Currently, FinFETs are considered to provide the appropriate technology for future nodes for overcoming important issues for strongly-scaled semiconductor circuit structures, such as short channel effects, and for realizing high density designs which are required in current complex semiconductor applications. In the framework of FinFET technologies, a strong scaling can be realized by the fins providing a fully depleted body together with a multi-gate controlling of the channel regions.
In general, a reliable and precise control of the threshold voltage, and in particular a reduced variability of the threshold voltage across FinFETs formed on a semiconductor wafer, may only be achieved by at least strongly reducing, if not suppressing, random dopant fluctuations migrating into fins. In bulk configurations, the body below an active fin requires to be controlled such that almost no bulk leakage appears, which results in a degraded performance of FinFETs. Conventionally, the bulk leakage is controlled by appropriately doping the bulk below the fins by high doping processes.
However, the accordingly-used high doping of the bulk below the fin unavoidably introduces a source for random dopant fluctuations in the active fin because the required ideal doping profile can only be approximated by a smooth function with a tail reaching into the active portion of each fin, such that the tail affects the doping within the active portions of the fins.

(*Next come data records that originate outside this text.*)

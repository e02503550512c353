//! Descriptors: `Copy` handles to leaked (`'static`) metadata rows.
//!
//! Identity is pointer identity. Metadata never moves after an assembly
//! is loaded, so two descriptors are the same entity exactly when they
//! point at the same row.

use crate::registry::metadata::{
    AssemblyDef, NativeEvent, NativeMethod, NativeProperty, NativeType, Visibility,
};
use std::fmt::{Debug, Formatter};
use std::hash::{Hash, Hasher};
use std::ptr;

#[derive(Clone, Copy)]
pub struct AssemblyS(&'static AssemblyDef);

impl AssemblyS {
    pub fn new(def: &'static AssemblyDef) -> Self {
        Self(def)
    }

    pub fn definition(&self) -> &'static AssemblyDef {
        self.0
    }

    pub fn name(&self) -> &'static str {
        &self.0.name
    }
}

impl Debug for AssemblyS {
    fn fmt(&self, f: &mut Formatter<'_>) -> std::fmt::Result {
        write!(f, "{}", self.0.name)
    }
}

impl PartialEq for AssemblyS {
    fn eq(&self, other: &Self) -> bool {
        ptr::eq(self.0, other.0)
    }
}

impl Eq for AssemblyS {}

impl Hash for AssemblyS {
    fn hash<H: Hasher>(&self, state: &mut H) {
        (self.0 as *const AssemblyDef).hash(state);
    }
}

#[derive(Clone, Copy)]
pub struct TypeDescription {
    pub assembly: AssemblyS,
    pub definition: &'static NativeType,
}

impl TypeDescription {
    pub fn type_name(&self) -> String {
        self.definition.full_name()
    }

    pub fn is_public(&self) -> bool {
        self.definition.visibility == Visibility::Public
    }

    pub fn method_description(&self, method: &'static NativeMethod) -> MethodDescription {
        MethodDescription {
            parent: *self,
            method,
        }
    }
}

impl Debug for TypeDescription {
    fn fmt(&self, f: &mut Formatter<'_>) -> std::fmt::Result {
        write!(f, "{}", self.definition.full_name())
    }
}

impl PartialEq for TypeDescription {
    fn eq(&self, other: &Self) -> bool {
        ptr::eq(self.definition, other.definition)
    }
}

impl Eq for TypeDescription {}

impl Hash for TypeDescription {
    fn hash<H: Hasher>(&self, state: &mut H) {
        (self.definition as *const NativeType).hash(state);
    }
}

#[derive(Clone, Copy)]
pub struct MethodDescription {
    pub parent: TypeDescription,
    pub method: &'static NativeMethod,
}

impl MethodDescription {
    pub fn assembly(&self) -> AssemblyS {
        self.parent.assembly
    }
}

impl Debug for MethodDescription {
    fn fmt(&self, f: &mut Formatter<'_>) -> std::fmt::Result {
        write!(f, "{}::{}", self.parent.type_name(), self.method.name)
    }
}

impl PartialEq for MethodDescription {
    fn eq(&self, other: &Self) -> bool {
        ptr::eq(self.method, other.method)
    }
}

impl Eq for MethodDescription {}

impl Hash for MethodDescription {
    fn hash<H: Hasher>(&self, state: &mut H) {
        (self.method as *const NativeMethod).hash(state);
    }
}

#[derive(Clone, Copy)]
pub struct PropertyDescription {
    pub parent: TypeDescription,
    pub property: &'static NativeProperty,
}

impl PropertyDescription {
    pub fn getter(&self) -> Option<MethodDescription> {
        self.property
            .getter
            .map(|i| self.parent.method_description(self.parent.definition.method(i)))
    }

    pub fn setter(&self) -> Option<MethodDescription> {
        self.property
            .setter
            .map(|i| self.parent.method_description(self.parent.definition.method(i)))
    }

    /// A property participates in schema enumeration if any accessor is
    /// public or internal.
    pub fn is_schema_visible(&self) -> bool {
        self.getter()
            .into_iter()
            .chain(self.setter())
            .any(|m| m.method.visibility.is_schema_visible())
    }
}

impl Debug for PropertyDescription {
    fn fmt(&self, f: &mut Formatter<'_>) -> std::fmt::Result {
        write!(f, "{}::{}", self.parent.type_name(), self.property.name)
    }
}

impl PartialEq for PropertyDescription {
    fn eq(&self, other: &Self) -> bool {
        ptr::eq(self.property, other.property)
    }
}

impl Eq for PropertyDescription {}

impl Hash for PropertyDescription {
    fn hash<H: Hasher>(&self, state: &mut H) {
        (self.property as *const NativeProperty).hash(state);
    }
}

#[derive(Clone, Copy)]
pub struct EventDescription {
    pub parent: TypeDescription,
    pub event: &'static NativeEvent,
}

impl EventDescription {
    pub fn adder(&self) -> MethodDescription {
        self.parent
            .method_description(self.parent.definition.method(self.event.adder))
    }

    pub fn is_schema_visible(&self) -> bool {
        self.adder().method.visibility.is_schema_visible()
    }
}

impl Debug for EventDescription {
    fn fmt(&self, f: &mut Formatter<'_>) -> std::fmt::Result {
        write!(f, "{}::{}", self.parent.type_name(), self.event.name)
    }
}

impl PartialEq for EventDescription {
    fn eq(&self, other: &Self) -> bool {
        ptr::eq(self.event, other.event)
    }
}

impl Eq for EventDescription {}

impl Hash for EventDescription {
    fn hash<H: Hasher>(&self, state: &mut H) {
        (self.event as *const NativeEvent).hash(state);
    }
}
use axum::{
    debug_handler,
    extract::{Query, State},
    http::Method,
    routing::get,
    Json, Router,
};
use serde::Deserialize;
use tower_http::cors::{Any, CorsLayer};

use crate::{registry::ConnectionRecord, store::Message, ws, AppResult, AppState};

pub fn router(state: AppState) -> Router {
    let cors = CorsLayer::new()
        .allow_origin(Any)
        .allow_methods([Method::GET, Method::POST]);

    Router::new()
        .route("/ws", get(ws::chat_ws))
        .route("/messages", get(recent_messages))
        .route("/presence", get(presence))
        .with_state(state)
        .layer(cors)
}

#[derive(Debug, Deserialize)]
pub(crate) struct HistoryQuery {
    limit: Option<u32>,
}

#[debug_handler]
pub(crate) async fn recent_messages(
    State(state): State<AppState>,
    Query(HistoryQuery { limit }): Query<HistoryQuery>,
) -> AppResult<Json<Vec<Message>>> {
    let limit = limit.unwrap_or(state.config.history_limit);
    Ok(Json(state.log.recent_messages(limit).await?))
}

#[debug_handler]
pub(crate) async fn presence(State(state): State<AppState>) -> Json<Vec<ConnectionRecord>> {
    Json(state.registry.snapshot())
}
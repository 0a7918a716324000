use std::{
    net::{IpAddr, SocketAddr},
    str::FromStr,
};

use anyhow::{anyhow, Context};

use crate::store::DEFAULT_HISTORY_LIMIT;

#[derive(Debug, Clone)]
pub struct Config {
    pub bind_addr: SocketAddr,
    pub database_url: String,

    /// How many messages a freshly announced connection gets in `message-history`.
    pub history_limit: u32,
    /// Capacity of every connection's outbound queue.
    pub outbound_queue: usize,
}

impl Default for Config {
    fn default() -> Self {
        Self {
            bind_addr: SocketAddr::from(([0, 0, 0, 0], 3000)),
            database_url: "sqlite::memory:".to_owned(),
            history_limit: DEFAULT_HISTORY_LIMIT,
            outbound_queue: 256,
        }
    }
}

impl Config {
    pub fn from_env() -> anyhow::Result<Self> {
        let _ = dotenv::dotenv();
        Self::from_lookup(|key| dotenv::var(key).ok())
    }

    pub(crate) fn from_lookup(lookup: impl Fn(&str) -> Option<String>) -> anyhow::Result<Self> {
        let defaults = Self::default();

        let ip = match lookup("HOST") {
            Some(host) => IpAddr::from_str(host.trim())
                .with_context(|| format!("HOST={host} is not an ip address"))?,
            None => defaults.bind_addr.ip(),
        };
        let port: u16 = parse_var(&lookup, "PORT")?.unwrap_or(defaults.bind_addr.port());
        let bind_addr = SocketAddr::new(ip, port);

        let outbound_queue = parse_var(&lookup, "OUTBOUND_QUEUE")?.unwrap_or(defaults.outbound_queue);
        if outbound_queue == 0 {
            return Err(anyhow!("OUTBOUND_QUEUE must be greater than zero"));
        }

        Ok(Self {
            bind_addr,
            database_url: lookup("DATABASE_URL").unwrap_or(defaults.database_url),
            history_limit: parse_var(&lookup, "HISTORY_LIMIT")?.unwrap_or(defaults.history_limit),
            outbound_queue,
        })
    }
}

fn parse_var<T>(lookup: &impl Fn(&str) -> Option<String>, key: &str) -> anyhow::Result<Option<T>>
where
    T: FromStr,
    T::Err: std::error::Error + Send + Sync + 'static,
{
    lookup(key)
        .map(|raw| raw.trim().parse::<T>().with_context(|| format!("invalid {key}={raw}")))
        .transpose()
}
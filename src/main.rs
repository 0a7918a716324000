use huddle::{routes, AppState, Config};
use tracing::info;
use tracing_subscriber::EnvFilter;

#[tokio::main]
async fn main() -> anyhow::Result<()> {
    tracing_subscriber::fmt()
        .with_env_filter(EnvFilter::try_from_default_env().unwrap_or_else(|_| EnvFilter::new("info")))
        .init();

    let config = Config::from_env()?;
    let bind_addr = config.bind_addr;
    let app_state = AppState::new(config).await?;
    let log = app_state.log.clone();

    let app = routes::router(app_state);
    let listener = tokio::net::TcpListener::bind(bind_addr).await?;
    info!(%bind_addr, "server running");

    axum::serve(listener, app)
        .with_graceful_shutdown(async {
            let _ = tokio::signal::ctrl_c().await;
        })
        .await?;

    log.close().await;
    Ok(())
}
pub mod config;
pub mod hub;
pub mod protocol;
pub mod registry;
pub mod routes;
pub mod session;
pub mod signaling;
pub mod store;
pub mod ws;

use std::sync::Arc;

use axum::{extract::FromRef, http::StatusCode, response::{IntoResponse, Response}};

pub use config::Config;
use hub::Hub;
use registry::Registry;
use signaling::CallRelay;
use store::MessageLog;

#[derive(Clone, FromRef)]
pub struct AppState {
    pub config: Arc<Config>,
    pub registry: Arc<Registry>,
    pub hub: Arc<Hub>,
    pub relay: Arc<CallRelay>,
    pub log: MessageLog,
}

impl AppState {
    pub async fn new(config: Config) -> anyhow::Result<Self> {
        let log = MessageLog::connect(&config.database_url).await?;
        Ok(Self::with_log(config, log))
    }

    pub fn with_log(config: Config, log: MessageLog) -> Self {
        Self {
            hub: Arc::new(Hub::new(config.outbound_queue)),
            registry: Arc::new(Registry::new()),
            relay: Arc::new(CallRelay::new()),
            config: Arc::new(config),
            log,
        }
    }
}

pub type AppResult<T> = Result<T, AppError>;
#[derive(Debug)]
pub struct AppError(pub anyhow::Error);

impl IntoResponse for AppError {
    fn into_response(self) -> Response {
        (
            StatusCode::INTERNAL_SERVER_ERROR,
            format!("{}\n\n{}", self.0, self.0.backtrace()),
        )
            .into_response()
    }
}

macro_rules! apperr_impl {
    ($E:ty) => {
        impl From<$E> for AppError {
            fn from(err: $E) -> Self {
                Self(anyhow::Error::from(err))
            }
        }
    };
}

apperr_impl!(store::StoreError);
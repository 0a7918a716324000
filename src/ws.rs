use axum::{
    debug_handler,
    extract::{
        ws::{Message, WebSocket},
        State, WebSocketUpgrade,
    },
    response::IntoResponse,
};
use futures_util::{SinkExt, StreamExt};
use tracing::{debug, info};
use uuid::Uuid;

use crate::{session, AppState};

#[debug_handler]
pub async fn chat_ws(State(state): State<AppState>, ws: WebSocketUpgrade) -> impl IntoResponse {
    ws.on_upgrade(move |socket| serve_connection(state, socket))
}

async fn serve_connection(state: AppState, socket: WebSocket) {
    let conn = Uuid::now_v7();
    let (mut rx, closed) = state.hub.attach_socket(conn);
    let (mut sender, mut receiver) = socket.split();
    info!(conn_id = %conn, "connection opened");

    let mut outbound = tokio::spawn(async move {
        while let Some(frame) = rx.recv().await {
            if sender.send(Message::Text(frame.to_string().into())).await.is_err() {
                break;
            }
        }
        let _ = sender.close().await;
    });

    let inbound = async {
        while let Some(msg) = receiver.next().await {
            match msg {
                Ok(Message::Close(_)) => break,
                Ok(msg @ (Message::Text(_) | Message::Binary(_))) => {
                    session::dispatch_frame(&state, conn, &msg.into_data()).await;
                }
                Ok(_) => continue,
                Err(e) => {
                    debug!(conn_id = %conn, error = %e, "transport error");
                    break;
                }
            }
        }
    };

    tokio::select! {
        _ = inbound => {},
        _ = &mut outbound => {},
        // evicted as a slow consumer, or torn down elsewhere
        _ = closed.notified() => {},
    };

    session::disconnect(&state, conn).await;
    outbound.abort();
    info!(conn_id = %conn, "connection closed");
}
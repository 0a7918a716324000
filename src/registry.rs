//! Who is currently present.

use std::sync::Mutex;

use serde::Serialize;
use uuid::Uuid;

pub type ConnectionId = Uuid;

#[derive(Debug, Clone, PartialEq, Eq, Serialize)]
#[serde(rename_all = "camelCase")]
pub struct ConnectionRecord {
    pub connection_id: ConnectionId,
    pub username: String,
    pub peer_id: String,
}

#[derive(Debug, thiserror::Error, PartialEq, Eq)]
pub enum RegistryError {
    #[error("connection {0} has already announced itself")]
    DuplicateConnection(ConnectionId),
}

/// Announced connections in registration order.
#[derive(Debug, Default)]
pub struct Registry {
    records: Mutex<Vec<ConnectionRecord>>,
}

impl Registry {
    pub fn new() -> Self {
        Self::default()
    }

    pub fn register(
        &self,
        connection_id: ConnectionId,
        username: impl Into<String>,
        peer_id: impl Into<String>,
    ) -> Result<ConnectionRecord, RegistryError> {
        let mut records = self.lock();
        if records.iter().any(|r| r.connection_id == connection_id) {
            return Err(RegistryError::DuplicateConnection(connection_id));
        }

        let record = ConnectionRecord {
            connection_id,
            username: username.into(),
            peer_id: peer_id.into(),
        };
        records.push(record.clone());
        Ok(record)
    }

    /// Removing an absent connection is not an error; `None` just means there was nothing to remove.
    pub fn deregister(&self, connection_id: ConnectionId) -> Option<ConnectionRecord> {
        let mut records = self.lock();
        let index = records.iter().position(|r| r.connection_id == connection_id)?;
        Some(records.remove(index))
    }

    /// First match in registration order; peer ids are not unique.
    pub fn find_by_peer_id(&self, peer_id: &str) -> Option<ConnectionRecord> {
        self.lock().iter().find(|r| r.peer_id == peer_id).cloned()
    }

    pub fn snapshot(&self) -> Vec<ConnectionRecord> {
        self.lock().clone()
    }

    pub fn len(&self) -> usize {
        self.lock().len()
    }

    pub fn is_empty(&self) -> bool {
        self.len() == 0
    }

    fn lock(&self) -> std::sync::MutexGuard<'_, Vec<ConnectionRecord>> {
        // the vec is never left half-modified, so a poisoned lock is still usable
        self.records.lock().unwrap_or_else(|poisoned| poisoned.into_inner())
    }
}
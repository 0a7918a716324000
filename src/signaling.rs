//! Call setup relay.
//!
//! The server never touches media. It forwards ring/accept/reject/end between two peers, addressed
//! by the peer ids clients chose, and keeps one record per peer pair so out-of-order signals can be
//! told apart from real ones. Signals for peers that are not present are dropped without telling
//! the sender.

use std::{
    collections::HashMap,
    sync::{Mutex, MutexGuard},
};

use serde::{Deserialize, Serialize};
use tracing::debug;

use crate::{
    hub::Hub,
    protocol::{CallInitiate, CallReply, FromPeer, IncomingCall, ServerEvent},
    registry::{ConnectionId, Registry},
};

#[derive(Debug, Clone, Copy, PartialEq, Eq, Serialize, Deserialize)]
#[serde(rename_all = "lowercase")]
pub enum CallKind {
    Audio,
    Video,
}

#[derive(Debug, Clone, Copy, PartialEq, Eq)]
pub enum CallState {
    None,
    Ringing,
    Accepted,
    Rejected,
    Ended,
}

#[derive(Debug, Clone, Copy, PartialEq, Eq)]
pub enum SignalKind {
    Initiate,
    Accept,
    Reject,
    End,
}

impl CallState {
    pub fn is_terminal(self) -> bool {
        matches!(self, Self::Rejected | Self::Ended)
    }

    pub fn next(self, signal: SignalKind) -> Option<Self> {
        match (self, signal) {
            (Self::None, SignalKind::Initiate) => Some(Self::Ringing),
            (Self::Ringing, SignalKind::Accept) => Some(Self::Accepted),
            (Self::Ringing, SignalKind::Reject) => Some(Self::Rejected),
            (Self::Ringing | Self::Accepted, SignalKind::End) => Some(Self::Ended),
            _ => None,
        }
    }
}

#[derive(Debug, Clone, PartialEq, Eq)]
pub struct CallAttempt {
    /// Connection that sent `call-initiate`.
    pub opened_by: ConnectionId,
    pub initiator: String,
    pub target: String,
    pub kind: CallKind,
    pub state: CallState,
}

#[derive(Debug, Clone, PartialEq)]
pub enum Signal {
    Initiate(CallInitiate),
    Accept(CallReply),
    Reject(CallReply),
    End(CallReply),
}

impl Signal {
    pub fn kind(&self) -> SignalKind {
        match self {
            Self::Initiate(_) => SignalKind::Initiate,
            Self::Accept(_) => SignalKind::Accept,
            Self::Reject(_) => SignalKind::Reject,
            Self::End(_) => SignalKind::End,
        }
    }

    fn from_peer_id(&self) -> &str {
        match self {
            Self::Initiate(call) => &call.from_peer_id,
            Self::Accept(reply) | Self::Reject(reply) | Self::End(reply) => &reply.from_peer_id,
        }
    }

    fn target_peer_id(&self) -> &str {
        match self {
            Self::Initiate(call) => &call.target_peer_id,
            Self::Accept(reply) | Self::Reject(reply) | Self::End(reply) => &reply.target_peer_id,
        }
    }

    fn to_event(&self) -> ServerEvent {
        let from_peer = |reply: &CallReply| FromPeer { from_peer_id: reply.from_peer_id.clone() };
        match self {
            Self::Initiate(call) => ServerEvent::IncomingCall(IncomingCall {
                from_peer_id: call.from_peer_id.clone(),
                from_username: call.from_username.clone(),
                call_kind: call.call_kind,
            }),
            Self::Accept(reply) => ServerEvent::CallAccepted(from_peer(reply)),
            Self::Reject(reply) => ServerEvent::CallRejected(from_peer(reply)),
            Self::End(reply) => ServerEvent::CallEnded(from_peer(reply)),
        }
    }
}

/// What happened to a signal. Never reported to the client.
#[derive(Debug, Clone, Copy, PartialEq, Eq)]
pub enum RelayOutcome {
    Delivered(ConnectionId),
    TargetOffline,
    /// The signal is not valid from the pair's current state.
    OutOfOrder(CallState),
}

type PairKey = (String, String);

fn pair_key(a: &str, b: &str) -> PairKey {
    if a <= b {
        (a.to_owned(), b.to_owned())
    } else {
        (b.to_owned(), a.to_owned())
    }
}

#[derive(Debug, Default)]
pub struct CallRelay {
    attempts: Mutex<HashMap<PairKey, CallAttempt>>,
}

impl CallRelay {
    pub fn new() -> Self {
        Self::default()
    }

    /// Forwards `signal`, sent by connection `origin`, to the connection holding the target peer id.
    pub fn relay(&self, registry: &Registry, hub: &Hub, origin: ConnectionId, signal: Signal) -> RelayOutcome {
        let kind = signal.kind();
        let from = signal.from_peer_id();

        let target = registry
            .find_by_peer_id(signal.target_peer_id())
            .filter(|record| hub.is_attached(record.connection_id));
        let Some(target) = target else {
            debug!(?kind, from, target = signal.target_peer_id(), "call target offline, dropping signal");
            return RelayOutcome::TargetOffline;
        };

        {
            let mut attempts = self.lock();
            let key = pair_key(from, &target.peer_id);

            let live = attempts.get(&key);
            let current = live.map_or(CallState::None, |a| a.state);
            // only the callee may answer
            let answered_by_caller = matches!(kind, SignalKind::Accept | SignalKind::Reject)
                && live.is_some_and(|a| a.target != from);

            let next = match current.next(kind) {
                Some(next) if !answered_by_caller => next,
                _ => {
                    debug!(?kind, ?current, from, target = %target.peer_id, "out of order call signal, dropping");
                    return RelayOutcome::OutOfOrder(current);
                }
            };

            match &signal {
                Signal::Initiate(call) => {
                    attempts.insert(key, CallAttempt {
                        opened_by: origin,
                        initiator: call.from_peer_id.clone(),
                        target: call.target_peer_id.clone(),
                        kind: call.call_kind,
                        state: next,
                    });
                }
                _ if next.is_terminal() => {
                    attempts.remove(&key);
                }
                _ => {
                    if let Some(attempt) = attempts.get_mut(&key) {
                        attempt.state = next;
                    }
                }
            }
        }

        hub.unicast(target.connection_id, &signal.to_event());
        RelayOutcome::Delivered(target.connection_id)
    }

    /// Live attempt between two peers, in either direction. Finished calls leave no record.
    pub fn attempt(&self, a: &str, b: &str) -> Option<CallAttempt> {
        self.lock().get(&pair_key(a, b)).cloned()
    }

    pub fn live_attempts(&self) -> usize {
        self.lock().len()
    }

    /// Drops every attempt opened by `conn`, and every attempt involving `departed_peer` when
    /// that peer id has no connection left. The other side of each dropped call gets
    /// `call-ended`. Returns how many calls were cut.
    pub fn forget_connection(
        &self,
        registry: &Registry,
        hub: &Hub,
        conn: ConnectionId,
        departed_peer: Option<&str>,
    ) -> usize {
        let mut cut = Vec::new();
        self.lock().retain(|_, attempt| {
            let (gone, other) = if attempt.opened_by == conn || departed_peer == Some(attempt.initiator.as_str()) {
                (&attempt.initiator, &attempt.target)
            } else if departed_peer == Some(attempt.target.as_str()) {
                (&attempt.target, &attempt.initiator)
            } else {
                return true;
            };
            cut.push((gone.clone(), other.clone()));
            false
        });

        for (gone, other) in &cut {
            if let Some(record) = registry.find_by_peer_id(other) {
                hub.unicast(record.connection_id, &ServerEvent::CallEnded(FromPeer { from_peer_id: gone.clone() }));
            }
        }
        cut.len()
    }

    fn lock(&self) -> MutexGuard<'_, HashMap<PairKey, CallAttempt>> {
        self.attempts.lock().unwrap_or_else(|poisoned| poisoned.into_inner())
    }
}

To this end, the threshold voltage of the FinFETs under fabrication is negatively affected, i.e., its variability is degraded. Especially for SRAM devices, a tight variability strongly relates to the performance of SRAM devices and conventional highly integrated SRAM devices are, therefore, expected to fail in complying presently-demanded dense standards with regards to performance, operation, speed and the like.
Therefore, it is desirable to provide methods for at least reducing, if not suppressing, random dopant fluctuations in current advanced FinFET structures. In particular, it is desirable to provide processes which avoid a random distribution of dopants within active fins during the processing of the fins.